//! Orchestration core for scs.
//!
//! Ties the schema, store and runtime crates together: the
//! `ComponentProvisioner` (per-bundle strategy registry), the
//! `StackOrchestrator` (ordered phase sequencing with partial-failure
//! reports), the `SnapshotRestorePipeline` (verify, stage, unpack, dispatch)
//! and the `ContainerRestoreExecutor` that runs the backup/swap/rollback
//! script against a volume. Every orchestration method returns a
//! [`ScsResult`]; expected failures never surface as `Err` or panics.

pub mod actions;
pub mod executor;
pub mod lease;
pub mod lifecycle;
pub mod manager;
pub mod orchestrator;
pub mod provisioner;
pub mod restore;
pub mod result;

pub use actions::{ApplicationAction, FilesystemAction, SqlAction, TriplestoreAction};
pub use executor::{ContainerRestoreExecutor, RestoreDiagnostics, RestoreHandle, RestoreState};
pub use lease::{LeaseRecord, VolumeLease};
pub use lifecycle::validate_transition;
pub use manager::{Manager, SnapshotVerification, StackOutcome};
pub use orchestrator::{FlavourStack, PhaseReport, StackAction, StackBuild, StackOrchestrator};
pub use provisioner::{ActionOutput, ComponentAction, ComponentOutcome, ComponentProvisioner, CreateMode};
pub use restore::{EntryOutcome, RestoreReport, SnapshotRestorePipeline};
pub use result::ScsResult;

use scs_runtime::BackendError;
use scs_schema::{ConfigError, ManifestError, NameError, UnknownBundle};
use scs_store::StoreError;
use thiserror::Error;

/// Failure taxonomy of the orchestration layer.
///
/// Variants carry rendered strings rather than source errors so results
/// holding them can be cloned into partial reports and serialized.
#[derive(Debug, Clone, PartialEq, Eq, Error)]
pub enum ScsError {
    #[error("missing configuration: {0}")]
    MissingConfiguration(String),
    #[error("backend driver '{0}' is not available")]
    BackendUnavailable(String),
    #[error("unknown bundle '{0}'")]
    UnknownBundle(String),
    #[error("invalid machine name: {0}")]
    InvalidMachineName(String),
    #[error("component {0} not found")]
    ComponentNotFound(String),
    #[error("stack {0} not found")]
    StackNotFound(String),
    #[error("snapshot {0} not found")]
    SnapshotNotFound(String),
    #[error("{0} already exists")]
    AlreadyExists(String),
    #[error("{operation} failed: {detail}")]
    BackendRequestFailed { operation: String, detail: String },
    #[error("checksum mismatch for {path}: expected {expected}, got {actual}")]
    ChecksumMismatch {
        path: String,
        expected: String,
        actual: String,
    },
    #[error("file not found: {0}")]
    FileNotFound(String),
    #[error("workspace unavailable: {0}")]
    WorkspaceUnavailable(String),
    #[error("extraction failed: {0}")]
    ExtractionFailed(String),
    #[error("invalid manifest: {0}")]
    ManifestInvalid(String),
    #[error("unsupported: {0}")]
    Unsupported(String),
    #[error("a restore of {volume} is already in progress (run {run_id})")]
    RestoreInProgress { volume: String, run_id: String },
    #[error("restore failed: {0}")]
    RestoreFailed(String),
    #[error("restore incomplete: {0}")]
    RestoreIncomplete(String),
    #[error("invalid status transition: {from} -> {to}")]
    InvalidTransition { from: String, to: String },
    #[error("store error: {0}")]
    Store(String),
    #[error("unexpected error: {0}")]
    Unexpected(String),
}

impl ScsError {
    /// Stable machine-readable code, used in logs and JSON output.
    pub fn code(&self) -> &'static str {
        match self {
            ScsError::MissingConfiguration(_) => "missing_configuration",
            ScsError::BackendUnavailable(_) => "backend_unavailable",
            ScsError::UnknownBundle(_) => "unknown_bundle",
            ScsError::InvalidMachineName(_) => "invalid_machine_name",
            ScsError::ComponentNotFound(_) => "component_not_found",
            ScsError::StackNotFound(_) => "stack_not_found",
            ScsError::SnapshotNotFound(_) => "snapshot_not_found",
            ScsError::AlreadyExists(_) => "already_exists",
            ScsError::BackendRequestFailed { .. } => "backend_request_failed",
            ScsError::ChecksumMismatch { .. } => "checksum_mismatch",
            ScsError::FileNotFound(_) => "file_not_found",
            ScsError::WorkspaceUnavailable(_) => "workspace_unavailable",
            ScsError::ExtractionFailed(_) => "extraction_failed",
            ScsError::ManifestInvalid(_) => "manifest_invalid",
            ScsError::Unsupported(_) => "unsupported",
            ScsError::RestoreInProgress { .. } => "restore_in_progress",
            ScsError::RestoreFailed(_) => "restore_failed",
            ScsError::RestoreIncomplete(_) => "restore_incomplete",
            ScsError::InvalidTransition { .. } => "invalid_transition",
            ScsError::Store(_) => "store_error",
            ScsError::Unexpected(_) => "unexpected",
        }
    }

    /// Failures that abort a stack deletion. A missing component entity
    /// only leaves a dangling reference to clean up.
    pub fn is_fatal_for_delete(&self) -> bool {
        !matches!(self, ScsError::ComponentNotFound(_))
    }
}

impl From<StoreError> for ScsError {
    fn from(e: StoreError) -> Self {
        match e {
            StoreError::NotFound { kind: "component", id } => ScsError::ComponentNotFound(id),
            StoreError::NotFound { kind: "stack", id } => ScsError::StackNotFound(id),
            StoreError::NotFound { kind: "snapshot", id } => ScsError::SnapshotNotFound(id),
            other => ScsError::Store(other.to_string()),
        }
    }
}

impl From<BackendError> for ScsError {
    fn from(e: BackendError) -> Self {
        match e {
            BackendError::Unavailable(driver) => ScsError::BackendUnavailable(driver),
            BackendError::Request { operation, detail }
            | BackendError::InvalidResponse { operation, detail } => {
                ScsError::BackendRequestFailed { operation, detail }
            }
            BackendError::NotFound(what) => ScsError::BackendRequestFailed {
                operation: "lookup".to_owned(),
                detail: format!("not found: {what}"),
            },
            BackendError::Io(e) => ScsError::BackendRequestFailed {
                operation: "backend I/O".to_owned(),
                detail: e.to_string(),
            },
        }
    }
}

impl From<ManifestError> for ScsError {
    fn from(e: ManifestError) -> Self {
        ScsError::ManifestInvalid(e.to_string())
    }
}

impl From<ConfigError> for ScsError {
    fn from(e: ConfigError) -> Self {
        ScsError::MissingConfiguration(e.to_string())
    }
}

impl From<NameError> for ScsError {
    fn from(e: NameError) -> Self {
        ScsError::InvalidMachineName(e.to_string())
    }
}

impl From<UnknownBundle> for ScsError {
    fn from(e: UnknownBundle) -> Self {
        ScsError::UnknownBundle(e.0)
    }
}

impl From<std::io::Error> for ScsError {
    fn from(e: std::io::Error) -> Self {
        ScsError::Unexpected(e.to_string())
    }
}

impl From<serde_json::Error> for ScsError {
    fn from(e: serde_json::Error) -> Self {
        ScsError::Unexpected(format!("serialization: {e}"))
    }
}
pub mod component;
pub mod progress;
pub mod restore_status;
pub mod snapshot;
pub mod stack;
pub mod verify_store;

use indicatif::{ProgressBar, ProgressStyle};
use scs_core::{ScsError, ScsResult};
use serde::Serialize;
use std::time::Duration;

pub const EXIT_SUCCESS: u8 = 0;
pub const EXIT_FAILURE: u8 = 1;
pub const EXIT_CONFIG_ERROR: u8 = 2;
pub const EXIT_STORE_ERROR: u8 = 3;

pub fn json_pretty(value: &impl Serialize) -> Result<String, String> {
    serde_json::to_string_pretty(value).map_err(|e| format!("JSON serialization failed: {e}"))
}

fn style(template: &str) -> ProgressStyle {
    ProgressStyle::with_template(template).unwrap_or_else(|_| ProgressStyle::default_spinner())
}

pub fn spinner(msg: &str) -> ProgressBar {
    let pb = ProgressBar::new_spinner();
    pb.set_style(
        style("{spinner:.cyan} {msg}")
            .tick_strings(&["⠋", "⠙", "⠹", "⠸", "⠼", "⠴", "⠦", "⠧", "⠇", "⠏"]),
    );
    pb.set_message(msg.to_owned());
    pb.enable_steady_tick(Duration::from_millis(80));
    pb
}

pub fn spin_ok(pb: &ProgressBar, msg: &str) {
    pb.set_style(style("{msg}"));
    pb.finish_with_message(format!("✓ {msg}"));
}

pub fn spin_fail(pb: &ProgressBar, msg: &str) {
    pb.set_style(style("{msg}"));
    pb.finish_with_message(format!("✗ {msg}"));
}

/// Spinner for human output only; JSON output stays clean.
pub fn maybe_spinner(json: bool, msg: &str) -> Option<ProgressBar> {
    (!json).then(|| spinner(msg))
}

pub fn colorize_status(status: &str) -> String {
    use console::Style;
    match status {
        "running" | "completed" => Style::new().green().apply_to(status).to_string(),
        "provisioning" => Style::new().cyan().bold().apply_to(status).to_string(),
        "pending" => Style::new().yellow().apply_to(status).to_string(),
        "failed" => Style::new().red().bold().apply_to(status).to_string(),
        "deleting" => Style::new().dim().apply_to(status).to_string(),
        other => other.to_owned(),
    }
}

pub fn exit_code_for(error: &ScsError) -> u8 {
    match error {
        ScsError::MissingConfiguration(_) | ScsError::BackendUnavailable(_) => EXIT_CONFIG_ERROR,
        ScsError::Store(_) => EXIT_STORE_ERROR,
        _ => EXIT_FAILURE,
    }
}

pub fn parse_id<T: std::str::FromStr>(kind: &str, raw: &str) -> Result<T, String> {
    raw.parse()
        .map_err(|_| format!("invalid {kind} id '{raw}'"))
}

/// Print an orchestration result and pick the exit code.
///
/// JSON mode prints the whole envelope, partial progress included. Human
/// mode prints the message and hands the payload to `show`, or the partial
/// progress to `show_partial` on failure.
pub fn emit<T: Serialize, P: Serialize>(
    result: &ScsResult<T, P>,
    json: bool,
    pb: Option<&ProgressBar>,
    show: impl FnOnce(&T),
    show_partial: impl FnOnce(&P),
) -> Result<u8, String> {
    if json {
        if let Some(pb) = pb {
            pb.finish_and_clear();
        }
        println!("{}", json_pretty(result)?);
        return Ok(result.error().map_or(EXIT_SUCCESS, exit_code_for));
    }
    match result {
        ScsResult::Success { data, message } => {
            match pb {
                Some(pb) => spin_ok(pb, message),
                None => println!("{message}"),
            }
            show(data);
            Ok(EXIT_SUCCESS)
        }
        ScsResult::Failure {
            error,
            message,
            partial,
        } => {
            if let Some(pb) = pb {
                spin_fail(pb, message);
            }
            if let Some(partial) = partial {
                show_partial(partial);
            }
            eprintln!("error: {message}");
            Ok(exit_code_for(error))
        }
    }
}

#[cfg(test)]
mod tests {
    use super::*;

    #[test]
    fn json_pretty_serializes_object() {
        let val = serde_json::json!({"key": "value"});
        let result = json_pretty(&val).unwrap();
        assert!(result.contains("\"key\""));
        assert!(result.contains("\"value\""));
    }

    #[test]
    fn colorize_status_keeps_text() {
        for status in ["pending", "provisioning", "running", "failed", "deleting", "completed"] {
            assert!(colorize_status(status).contains(status));
        }
        assert_eq!(colorize_status("unknown"), "unknown");
    }

    #[test]
    fn exit_codes_are_distinct() {
        assert_ne!(EXIT_SUCCESS, EXIT_FAILURE);
        assert_ne!(EXIT_FAILURE, EXIT_CONFIG_ERROR);
        assert_ne!(EXIT_CONFIG_ERROR, EXIT_STORE_ERROR);
    }

    #[test]
    fn errors_map_to_exit_codes() {
        assert_eq!(
            exit_code_for(&ScsError::MissingConfiguration("[sql] section".to_owned())),
            EXIT_CONFIG_ERROR
        );
        assert_eq!(exit_code_for(&ScsError::Store("disk full".to_owned())), EXIT_STORE_ERROR);
        assert_eq!(
            exit_code_for(&ScsError::StackNotFound("4".to_owned())),
            EXIT_FAILURE
        );
    }

    #[test]
    fn parse_id_reports_kind() {
        let id: scs_schema::StackId = parse_id("stack", " 12 ").unwrap();
        assert_eq!(id.get(), 12);
        let err = parse_id::<scs_schema::StackId>("stack", "twelve").unwrap_err();
        assert_eq!(err, "invalid stack id 'twelve'");
    }

    #[test]
    fn failed_result_exits_nonzero_in_json_mode() {
        let result: ScsResult<u32> = ScsResult::failure(ScsError::Store("locked".to_owned()));
        let code = emit(&result, true, None, |_| {}, |_| {}).unwrap();
        assert_eq!(code, EXIT_STORE_ERROR);
    }

    #[test]
    fn spinner_finishes() {
        let pb = spinner("testing...");
        spin_ok(&pb, "done");
        assert!(pb.is_finished());
        let pb = spinner("testing...");
        spin_fail(&pb, "failed");
        assert!(pb.is_finished());
    }
}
════════════════
■ YOUR OBJECTIVE: Wherever the string "bool" turns up in the material, copy the whole line.

■ ANSWER BOX:
    pub fn is_fatal_for_delete(&self) -> bool {
pub fn maybe_spinner(json: bool, msg: &str) -> Option<ProgressBar> {
    json: bool,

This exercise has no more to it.